Jeździliśmy już Octavią kombi, Seat pokazał cenniki obu wersji (5D i Sportstourer), Audi dostępne było od razu jako Limousine i Sportback. Tylko Volkswagen ukrywa się z kombi, zwlekając z premierą pakowniejszej wersji.
A wersja kombi jest już gotowa
Zdjęcia testowych egzemplarzy wypływają co jakiś czas do sieci, ostatnio na Facebooku trafiliśmy na takie:
Der neue Volkswagen Golf 8 Variant.
Opublikowany przez Waltra Vayr Piątek, 14 sierpnia 2020
Zgodnie z przewidywaniami, nie ma rewolucji
Żeby stwierdzić, czy mamy do czynienia z modelem 7., czy 8. generacji najlepiej byłoby postawić obok siebie obu jej przedstawicieli.

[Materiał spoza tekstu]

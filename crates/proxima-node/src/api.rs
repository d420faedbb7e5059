//! HTTP API routes and handlers.
//!
//! This module contains all HTTP endpoint implementations organized by domain:
//! - `devices` - Fused presence of tracked devices
//! - `health` - Service health checks
//! - `system` - Node status
//! - `error` - API error types
//! - `openapi` - OpenAPI specification generation

use axum::Router;
use tower::ServiceBuilder;
use tower_http::cors::CorsLayer;
use tower_http::trace::TraceLayer;
use utoipa::OpenApi;
use utoipa_swagger_ui::SwaggerUi;

use crate::state::SharedState;

pub mod devices;
pub mod error;
pub mod health;
pub mod openapi;
pub mod system;

pub use error::{ApiError, ApiResult, ErrorResponse};
pub use openapi::{get_openapi_json, ApiDoc};

/// Creates the combined API router with all endpoints.
///
/// # Route Structure
///
/// ```text
/// /health                - Health check
/// /api
/// ├── /devices           - Presence of all devices
/// ├── /devices/{id}      - Presence and entities of one device
/// ├── /system/status     - Node status
/// └── /openapi.json      - OpenAPI specification
/// /swagger-ui            - Interactive documentation
/// ```
pub fn create_router(state: SharedState) -> Router {
    Router::new()
        .nest("/health", health::router())
        .nest(
            "/api",
            Router::new()
                .nest("/devices", devices::router())
                .nest("/system", system::router()),
        )
        .with_state(state)
        .merge(SwaggerUi::new("/swagger-ui").url("/api/openapi.json", ApiDoc::openapi()))
        .layer(
            ServiceBuilder::new()
                .layer(TraceLayer::new_for_http())
                .layer(CorsLayer::permissive()),
        )
}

Kombi jest jeszcze bardziej podobne do poprzednika, niż hatchback, w którym dla odróżnienia podcięto chociaż tylne lampy. Jest szansa, że lampy, które widzimy na zdjęciach zostały celowo oklejone tak, by wyglądały jak w poprzednim modelu i podczas premiery będzie do czego powiedzieć WOW. Ale spodziewamy się, że trudno będzie nawet wow, w sensie, że zachwyt małymi literami, bez większej ekscytacji.
Nie podano żadnych danych dotyczących pojemności bagażnika, ale skoro w hatchbacku pozostał bez zmian i wciąż ma 380 litrów, to możliwe, że podobnie będzie w wersji kombi i również model nowej generacji zabierze na pokład 605 litrów bagażu.
Liczymy na to, że kombi zadebiutuje w poszerzonej gamie silnikowej
Auto powinniśmy oficjalnie zobaczyć jeszcze w tym roku, pewnie w normalnym świecie oglądalibyśmy je we wrześniu podczas Targów Samochodowych w Paryżu, które z wiadomych przyczyn nie zostaną zorganizowane. Jest szansa, że w przeciwieństwie do hatchbacka, kombi od razu zadebiutuje z pełną gamą silnikową, obejmującą jednostki 1.0, 1.5 i dwulitrowe. Z czasem pokaże się pewnie również wersja R. Nie wiadomo natomiast, czy wobec malejącego popytu i wciąż poszerzanej gamy modelowej SUV-ów, Volkswagen zdecyduje się na wprowadzenie wersji Alltrack.